More than anything else, being a competent guide is about knowing a place; knowing it with a certainly that allows you to guide other people through it safely and confidently. It is one of the things I like about guiding – it draws upon a sense of place, builds upon a connection to one specific place in this vast world. This is what we are trained to do, we who come in from far away to work for a season or two in what is surely one of the world's most beautiful landscapes: Piopiotahi, or, more mundanely, Milford Sound, in New Zealand's Fiordlands. After a few weeks we are able to recite facts and figures, understand what the weather will do when a westerly blows in from the Tasman Sea, point out geographic landmarks. But we do not yet truly know this place. Each day, one moment at a time, we are discovering its secrets. That is our job. That is what we are paid to do.

The people we take out sea kayaking are simply passing through, wanting to hear the facts and stories that make this place unique among so many others, wanting to have memorable experiences and take photographs to bring home. The travelers are like gusts of wind, a slurry of faces and names swept away by camper vans and rental cars and tour buses each evening, bodies wrapped in different variations of a theme, the same GoreTex jackets and zip-off pants, the brightly-colored nylon and synthetics of outdoor travelers. They are good people, most of them. They've traveled far to get here, taken a 120-kilometer road through the mountains and come out on the other side into a different land, wanting only the trip of a lifetime, the trip they've been saving for and waiting for and planning for, and we are here to deliver it.

But we too are only passing through.
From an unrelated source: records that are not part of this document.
//! Native graph backend.
//!
//! Assets live as key-addressed nodes of a [`GraphEngine`]; [`GraphStore`]
//! maps the [`Store`](crate::Store) contract onto engine batches.
//!
//! # Available Engines
//!
//! | Engine | Use Case | Features |
//! |--------|----------|----------|
//! | [`MemoryGraphEngine`] | Default; embedded, tests | `RwLock` state, atomic batch commits |
//!
//! # Example
//!
//! ```rust,ignore
//! use assetdb::storage::graph::{GraphStore, MemoryGraphEngine};
//! use assetdb::{AssetType, InsertInfo, OperationContext, Store};
//!
//! let store = GraphStore::new(MemoryGraphEngine::new());
//! let execution = store.insert_execution(&OperationContext::background(), &[])?;
//! let id = store.upsert(&InsertInfo::new(execution, "dns"), AssetType::Fqdn, "example.com")?;
//! ```

mod engine;
mod memory;
mod store;

pub use engine::{
    Batch, CommitOutcome, EdgeCondition, GraphEdge, GraphEngine, GraphNode, GraphSnapshot,
    NewEdge, NewNode, NodeId, NodeRef,
};
pub use memory::MemoryGraphEngine;
pub use store::{EXECUTION_KIND, GraphStore, GraphWriter, LOGGED_PREDICATE, MigrationSummary};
Milford Sound is in a national park, a world heritage site, thousands of acres of public land owned by no one and administered from afar by the government of New Zealand. It is soggy, inhospitable and ridden with sandflies. Even Maori people didn't set up permanent settlements here – they walked in on a 55-kilometer track, loaded their dugout canoes with seafood and greenstone, and carried them back out. No one can claim to be from here; not one person has grown up among these towering cliffs and dripping beech forests, where dolphins leap under snowy cliffs and penguins waddle through green underbrush. No one owns land here.

Does that somehow make it less real, that we cannot claim this place as our own, that we cannot build lasting communities here? Or does it make it more real, knowing that our time is fleeting, that even in the 21st century we are unable to harness such an untamed place? Maori legend says that after the demigod Tu created Piopiotahi with his greenstone adze, the goddess of the underworld cast millions of sandflies upon it to ensure that no one would linger here too long, that man would not become idle in the face of such beauty and destroy it. This is the reason there are no permanent residents of Milford Sound.

Even after just a few weeks, there is a part of me that wants to live in a “real” community, a place with schools and local government, not somewhere that feeds almost solely off of tourism with a little bit of commercial fishing thrown in. But what is the definition of community? If it is a group of people who care deeply for each other and the place they live, then this is as real as it gets. When I take people out on their kayaking adventure of a lifetime, they sometimes ask me if I like living in such a remote, isolated place. I tell them the truth. I tell them I love it.